Wednesday, November 27, 2013

India blamed for WTO impasse

India is being blamed for yet another failure to negotiate a new global trade deal.

World leaders were to meet in Bali next week to sign a deal that features harmonized customs procedures, but India is holding out for the right to continue food subsidies.

Roberto Azevedo, the secretary general of the World Trade Organization, says he doesn’t think a deal can be brokered next week.

Any deal needs unanimous support from the 159 nations that belong to the organization.

The current deal that emerged from the Uruguay Round of negotiations featured major changes for agriculture and food trading, especially the agreement to convert all trade barriers into tariffs.

That should have made it much easier to negotiate a reduction in trade barriers.

Poor countries did not fare well in the Uruguay Round because high tariffs remain to protect the farmers of Europe, North America and Japan, denying Third World countries and their farmers the opportunity to make money selling food into those markets.

There have been many studies to indicate that reducing the tariffs would do more to help poor countries than all of the aid programs offered to those people.

When this round of negotiations, called the Doha Round, began a dozen years ago, the emphasis was on reducing agriculture and food trade barriers to benefit poor nations.

However, as the negotiations dragged on, it was United States demands for access to countries’ financial services sectors and Third World countries, led by India, demands for access to industrial markets that resulted in one impasse after the other.

Michael Punke, who has been negotiating for the U.S., says a deal next week now appears unlikely.
He said other countries are likely to copy India’s tactic of holding out for a better deal on specific items, what he calls “hostage taking”, and things will become too complicated for a meeting of political leaders to sort through in such a short time.

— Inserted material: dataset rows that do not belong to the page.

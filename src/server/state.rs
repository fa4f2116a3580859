//! Server shared state
//!
//! Holds configuration for the HTTP server. Each request builds its own
//! search from a config snapshot, so no search state is shared.

use crate::config::Config;
use crate::error::Result;
use crate::peaks::overpass::OverpassClient;
use crate::peaks::{get_peak_source, PeakSearch};
use std::sync::Arc;
use std::time::Instant;
use tokio::sync::RwLock;

/// Shared state for the HTTP server
pub struct AppState {
    /// Configuration
    pub config: Arc<RwLock<Config>>,

    started: Instant,
}

impl AppState {
    /// Create new application state
    pub fn new(config: Config) -> Self {
        Self {
            config: Arc::new(RwLock::new(config)),
            started: Instant::now(),
        }
    }

    /// Snapshot of the current configuration
    pub async fn config(&self) -> Config {
        self.config.read().await.clone()
    }

    /// Build a peak search from the current configuration
    pub async fn peak_search(&self) -> Result<PeakSearch<OverpassClient>> {
        let config = self.config.read().await;
        let source = get_peak_source(&config.search)?;
        PeakSearch::from_config(source, &config.search)
    }

    /// Seconds since the server started
    pub fn uptime_secs(&self) -> u64 {
        self.started.elapsed().as_secs()
    }
}
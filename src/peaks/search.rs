//! Expanding-radius peak search
//!
//! Tries radii in increasing order and stops at the first radius that yields
//! any named peak. Attempts are strictly sequential: the next radius is only
//! queried after the previous request has completed.
//!
//! Dropping the future returned by [`PeakSearch::search`] abandons the
//! in-flight request together with everything gathered so far.

use crate::config::SearchConfig;
use crate::coord::{Coordinates, DistanceUnit};
use crate::error::{Error, QueryError, Result};
use crate::peaks::{PeakSource, RankedResult, SearchQuery};
use serde::{Deserialize, Serialize};
use tracing::{debug, info, warn};

/// Default first radius, in the search unit
pub const DEFAULT_RADIUS_FLOOR: f64 = 10.0;

/// Default radius increment, in the search unit
pub const DEFAULT_RADIUS_STEP: f64 = 20.0;

/// Default largest radius, in the search unit
pub const DEFAULT_RADIUS_CEILING: f64 = 100.0;

/// Default number of peaks returned
pub const DEFAULT_MAX_RESULTS: usize = 5;

/// Most radii a single search may try
pub const MAX_SEARCH_ATTEMPTS: u32 = 100;

/// What to do when a single radius attempt fails
#[derive(Debug, Clone, Copy, PartialEq, Eq, Serialize, Deserialize)]
#[serde(rename_all = "snake_case")]
pub enum FailurePolicy {
    /// Count the attempt as empty and try the next radius
    Continue,
    /// Stop the search and return the failure
    Abort,
}

impl Default for FailurePolicy {
    fn default() -> Self {
        Self::Continue
    }
}

impl std::fmt::Display for FailurePolicy {
    fn fmt(&self, f: &mut std::fmt::Formatter<'_>) -> std::fmt::Result {
        match self {
            Self::Continue => write!(f, "continue"),
            Self::Abort => write!(f, "abort"),
        }
    }
}

impl std::str::FromStr for FailurePolicy {
    type Err = String;

    fn from_str(s: &str) -> std::result::Result<Self, Self::Err> {
        match s.to_lowercase().as_str() {
            "continue" => Ok(Self::Continue),
            "abort" => Ok(Self::Abort),
            _ => Err(format!("Unknown failure policy: {}", s)),
        }
    }
}

/// Increasing sequence of search radii: floor, floor + step, ... up to ceiling
#[derive(Debug, Clone, Copy, PartialEq, Serialize, Deserialize)]
pub struct RadiusSchedule {
    pub floor: f64,
    pub step: f64,
    pub ceiling: f64,
}

impl RadiusSchedule {
    /// Create a validated schedule
    pub fn new(floor: f64, step: f64, ceiling: f64) -> Result<Self> {
        let schedule = Self {
            floor,
            step,
            ceiling,
        };
        schedule.validate()?;
        Ok(schedule)
    }

    /// Check that the schedule is finite and non-empty
    pub fn validate(&self) -> Result<()> {
        if !self.floor.is_finite() || self.floor <= 0.0 {
            return Err(Error::InvalidRadius(format!(
                "Radius floor must be positive, got {}",
                self.floor
            )));
        }
        if !self.step.is_finite() || self.step <= 0.0 {
            return Err(Error::InvalidRadius(format!(
                "Radius step must be positive, got {}",
                self.step
            )));
        }
        if !self.ceiling.is_finite() || self.ceiling < self.floor {
            return Err(Error::InvalidRadius(format!(
                "Radius ceiling {} is below floor {}",
                self.ceiling, self.floor
            )));
        }
        let attempts = self.attempt_count();
        if attempts > f64::from(MAX_SEARCH_ATTEMPTS) {
            return Err(Error::InvalidRadius(format!(
                "Radius schedule {}..{} by {} needs {} attempts, at most {} allowed",
                self.floor, self.ceiling, self.step, attempts, MAX_SEARCH_ATTEMPTS
            )));
        }
        Ok(())
    }

    fn attempt_count(&self) -> f64 {
        ((self.ceiling - self.floor) / self.step).floor() + 1.0
    }

    /// Radii in the order they are tried, never more than [`MAX_SEARCH_ATTEMPTS`]
    pub fn iter(&self) -> impl Iterator<Item = f64> + '_ {
        // Multiply instead of accumulating so float error does not drift
        (0..MAX_SEARCH_ATTEMPTS)
            .map(|i| self.floor + self.step * f64::from(i))
            .take_while(|r| *r <= self.ceiling)
    }

    /// All radii in the order they are tried
    pub fn radii(&self) -> Vec<f64> {
        self.iter().collect()
    }
}

impl Default for RadiusSchedule {
    fn default() -> Self {
        Self {
            floor: DEFAULT_RADIUS_FLOOR,
            step: DEFAULT_RADIUS_STEP,
            ceiling: DEFAULT_RADIUS_CEILING,
        }
    }
}

/// How a single radius attempt ended
#[derive(Debug, Clone, PartialEq, Serialize, Deserialize)]
#[serde(tag = "status", rename_all = "snake_case")]
pub enum AttemptOutcome {
    /// The query returned this many usable peaks
    Found { count: usize },
    /// The query succeeded with nothing usable
    Empty,
    /// The query failed
    Failed { kind: String, message: String },
}

/// Diagnostic record of one query made during a search
#[derive(Debug, Clone, PartialEq, Serialize, Deserialize)]
pub struct SearchAttempt {
    /// Radius in the search unit
    pub radius: f64,
    pub radius_meters: f64,
    pub outcome: AttemptOutcome,
}

/// Ranked peaks plus the attempts that produced them
#[derive(Debug, Clone, PartialEq, Serialize, Deserialize)]
pub struct SearchReport {
    pub ranked: RankedResult,
    pub attempts: Vec<SearchAttempt>,
}

impl SearchReport {
    /// Number of attempts that failed
    pub fn failed_attempts(&self) -> usize {
        self.attempts
            .iter()
            .filter(|a| matches!(a.outcome, AttemptOutcome::Failed { .. }))
            .count()
    }
}

/// Expanding-radius search over a peak source
#[derive(Debug, Clone)]
pub struct PeakSearch<S> {
    source: S,
    schedule: RadiusSchedule,
    unit: DistanceUnit,
    policy: FailurePolicy,
}

impl<S: PeakSource> PeakSearch<S> {
    /// Create a search with the default schedule (10, 30, 50, 70, 90 miles)
    pub fn new(source: S) -> Self {
        Self {
            source,
            schedule: RadiusSchedule::default(),
            unit: DistanceUnit::default(),
            policy: FailurePolicy::default(),
        }
    }

    /// Create a search using the configured schedule, unit and policy
    pub fn from_config(source: S, config: &SearchConfig) -> Result<Self> {
        let schedule =
            RadiusSchedule::new(config.radius_floor, config.radius_step, config.radius_ceiling)?;
        Ok(Self::new(source)
            .with_schedule(schedule)
            .with_unit(config.unit)
            .with_failure_policy(config.failure_policy))
    }

    pub fn with_schedule(mut self, schedule: RadiusSchedule) -> Self {
        self.schedule = schedule;
        self
    }

    pub fn with_unit(mut self, unit: DistanceUnit) -> Self {
        self.unit = unit;
        self
    }

    pub fn with_failure_policy(mut self, policy: FailurePolicy) -> Self {
        self.policy = policy;
        self
    }

    pub fn schedule(&self) -> &RadiusSchedule {
        &self.schedule
    }

    pub fn unit(&self) -> DistanceUnit {
        self.unit
    }

    pub fn source(&self) -> &S {
        &self.source
    }

    /// Find up to `max_results` peaks nearest to `center`
    ///
    /// Returns an empty result when nothing is found within the ceiling.
    pub async fn find_nearest_peaks(
        &self,
        center: Coordinates,
        max_results: usize,
    ) -> Result<RankedResult> {
        Ok(self.search(center, max_results).await?.ranked)
    }

    /// Like [`Self::find_nearest_peaks`], also returning every attempt made
    pub async fn search(&self, center: Coordinates, max_results: usize) -> Result<SearchReport> {
        center.validate()?;
        if max_results == 0 {
            return Err(Error::InvalidLimit(
                "At least one result must be requested".to_string(),
            ));
        }

        let mut attempts = Vec::new();

        for radius in self.schedule.iter() {
            let query = SearchQuery::new(center, self.unit.to_meters(radius));
            debug!(radius, unit = %self.unit, radius_meters = query.radius_meters, "search attempt");

            match self.source.query(query.center, query.radius_meters).await {
                Ok(records) if records.is_empty() => {
                    attempts.push(attempt(radius, &query, AttemptOutcome::Empty));
                }
                Ok(records) => {
                    attempts.push(attempt(
                        radius,
                        &query,
                        AttemptOutcome::Found {
                            count: records.len(),
                        },
                    ));
                    let ranked = RankedResult::rank(center, records, max_results);
                    info!(
                        radius,
                        unit = %self.unit,
                        returned = ranked.len(),
                        "found peaks"
                    );
                    return Ok(SearchReport { ranked, attempts });
                }
                Err(err) => {
                    warn!(
                        radius,
                        unit = %self.unit,
                        kind = err.kind(),
                        error = %err,
                        "peak query failed"
                    );
                    attempts.push(attempt(radius, &query, failed(&err)));
                    if self.policy == FailurePolicy::Abort {
                        return Err(err.into());
                    }
                }
            }
        }

        info!(
            ceiling = self.schedule.ceiling,
            unit = %self.unit,
            "no peaks within search ceiling"
        );
        Ok(SearchReport {
            ranked: RankedResult::empty(),
            attempts,
        })
    }
}

fn attempt(radius: f64, query: &SearchQuery, outcome: AttemptOutcome) -> SearchAttempt {
    SearchAttempt {
        radius,
        radius_meters: query.radius_meters,
        outcome,
    }
}

fn failed(err: &QueryError) -> AttemptOutcome {
    AttemptOutcome::Failed {
        kind: err.kind().to_string(),
        message: err.to_string(),
    }
}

The failure of the WTO negotiations has put Canada in a more difficult position, trying to negotiate trade deals with much bigger and more powerful blocks of wealthy nations such as the European Union and the Trans-Pacific Partnership group that includes the U.S., Japan, Australia and New Zealand.

The World Trade negotiations always held out the hope that the combined efforts of countries with medium and small-scale economies could pressure the powerful and wealthy nations to offer concessions.

The WTO needs to change the rules so thoroughly corrupt politicians, such as those running India, can no longer thwart necessary reforms that will benefit millions of impoverished people.